The existing school complex “Im Moos” originates from a 1966 strategic plan by the respected architectural office of Zweifel + Strickler in Zurich. In 1969, however, only two of the three planned structures were built, along with a multi-functional hall and gymnasium wing.
Back then, the complex was focused around a central court, which is still spatially present today. What is notable about the design, beyond the typical modularity of the 1960s building, is the placement of a high point along Säumerstrasse.
▼建筑外观，external view of the building
Extending an existing site means examining not only the built, but also the unbuilt environment.

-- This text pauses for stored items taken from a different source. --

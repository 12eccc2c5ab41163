/// Payload of a data frame
#[derive(Debug, Clone, PartialEq, Eq)]
pub enum WsMessage {
    Text(String),
    Binary(Vec<u8>),
}

impl WsMessage {
    /// Create a text message
    pub fn text(text: impl Into<String>) -> Self {
        WsMessage::Text(text.into())
    }

    /// Get the message as text, if it is text
    pub fn as_text(&self) -> Option<&str> {
        match self {
            WsMessage::Text(s) => Some(s),
            WsMessage::Binary(_) => None,
        }
    }

    /// Get the message as binary, if it is binary
    pub fn as_binary(&self) -> Option<&[u8]> {
        match self {
            WsMessage::Text(_) => None,
            WsMessage::Binary(b) => Some(b),
        }
    }

    /// Check if message is text
    pub fn is_text(&self) -> bool {
        matches!(self, WsMessage::Text(_))
    }

    /// Check if message is binary
    pub fn is_binary(&self) -> bool {
        matches!(self, WsMessage::Binary(_))
    }

    /// Payload length in bytes
    pub fn len(&self) -> usize {
        match self {
            WsMessage::Text(s) => s.len(),
            WsMessage::Binary(b) => b.len(),
        }
    }

    pub fn is_empty(&self) -> bool {
        self.len() == 0
    }
}
//! Lock-free connection state and counters shared between the client
//! handle and its I/O task.

use std::sync::atomic::{AtomicU64, AtomicU8, Ordering};

/// Lifecycle of a single client
#[derive(Debug, Clone, Copy, PartialEq, Eq)]
#[repr(u8)]
pub enum ConnectionState {
    Disconnected = 0,
    Connecting = 1,
    Connected = 2,
    ShuttingDown = 3,
}

impl ConnectionState {
    fn from_u8(value: u8) -> Self {
        match value {
            1 => ConnectionState::Connecting,
            2 => ConnectionState::Connected,
            3 => ConnectionState::ShuttingDown,
            _ => ConnectionState::Disconnected,
        }
    }
}

/// Atomic wrapper around [`ConnectionState`]
#[derive(Debug)]
pub struct AtomicConnectionState {
    inner: AtomicU8,
}

impl AtomicConnectionState {
    pub fn new(state: ConnectionState) -> Self {
        Self {
            inner: AtomicU8::new(state as u8),
        }
    }

    #[inline]
    pub fn get(&self) -> ConnectionState {
        ConnectionState::from_u8(self.inner.load(Ordering::Acquire))
    }

    #[inline]
    pub fn set(&self, state: ConnectionState) {
        self.inner.store(state as u8, Ordering::Release);
    }

    /// Move to `to` only if the current state is `from`
    ///
    /// Returns true if the transition happened.
    pub fn transition(&self, from: ConnectionState, to: ConnectionState) -> bool {
        self.inner
            .compare_exchange(from as u8, to as u8, Ordering::AcqRel, Ordering::Acquire)
            .is_ok()
    }

    #[inline]
    pub fn is_connected(&self) -> bool {
        self.get() == ConnectionState::Connected
    }

    #[inline]
    pub fn is_connecting(&self) -> bool {
        self.get() == ConnectionState::Connecting
    }

    #[inline]
    pub fn is_disconnected(&self) -> bool {
        self.get() == ConnectionState::Disconnected
    }

    #[inline]
    pub fn is_shutting_down(&self) -> bool {
        self.get() == ConnectionState::ShuttingDown
    }
}

/// Message counters
#[derive(Debug, Default)]
pub struct AtomicMetrics {
    messages_sent: AtomicU64,
    messages_received: AtomicU64,
}

impl AtomicMetrics {
    pub fn new() -> Self {
        Self::default()
    }

    #[inline]
    pub fn increment_sent(&self) {
        self.messages_sent.fetch_add(1, Ordering::Relaxed);
    }

    #[inline]
    pub fn increment_received(&self) {
        self.messages_received.fetch_add(1, Ordering::Relaxed);
    }

    pub fn messages_sent(&self) -> u64 {
        self.messages_sent.load(Ordering::Relaxed)
    }

    pub fn messages_received(&self) -> u64 {
        self.messages_received.load(Ordering::Relaxed)
    }
}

This point is of the utmost importance. The existing exterior spaces must be used efficiently, as these spaces are reserves for the future. Because of this reason, we created a punctual, concentrated intervention on the site in order to retain as much open space as possible. The new construction is therefore compact, compressed, and organized vertically. Rather than attempting to engage with the existing building volumes, it serves as a means of directing and determining the outdoor spaces, thus achieving a complete composition between inside and outside.
▼建筑和周边树木，architecture with trees around
In order to preserve enough space for the existing sycamores in the forecourt along Säumerstrasse – which forms the entrance to the campus – the new five-story building was placed as far to the southeast as possible. This accentuates the valuable mature plantings while creating well-proportioned, sequential exterior spaces. The green space between the new building, Nidelbad, and the sports fields remains unbuilt and open. The architectural expression of the new construction reveals the interior logic of the building on its façade; the floors, inverted at ninety-degree angles, and their generously proportioned or punctual openings characterize its appearance. Thus, a structured building is created with the individual horizontal elements, which sit atop a plinth extending into the landscape.
▼建筑立面体现室内布局，the façade reveals the interior logic
The robust, simply structured building volume stands almost stoically in the landscape, shaped by trees and open spaces. This approach is replicated in the building’s interior: generous, nearly structure-less spaces allow for flexible uses. The varied horizontal layers of spaces are based on the same basic program and are primarily structured by two central cores. We have differentiated the ground floor from the floors with craft rooms, the public mezzanine, the teacher’s floor, the classrooms, and the floor with the school kitchens. Stacked upon one another, these layers create the sum of the new building’s program.
▼模型展示建筑的主体结构，the models show the main structure of the building
While the more public program elements such as the school’s foyer, the multi-purpose hall, and the cafeteria are located in the mezzanine – these spatial units are non-load bearing and can be combined with one another to house large events such as concerts or exhibitions – the first floor contains the rooms for the administration, space for the faculty, and the library. The floor plan is divided into three zones: the middle zone with its more public functions (principal’s office, administration, social services, and conference room) and two banzones with lounges and offices for the teaching faculty and the library. The middle zone is constructed with full-height, load-bearing walls and, as a “transfer” floor, allows the mezzanine to stand without columns as a maximally flexible space.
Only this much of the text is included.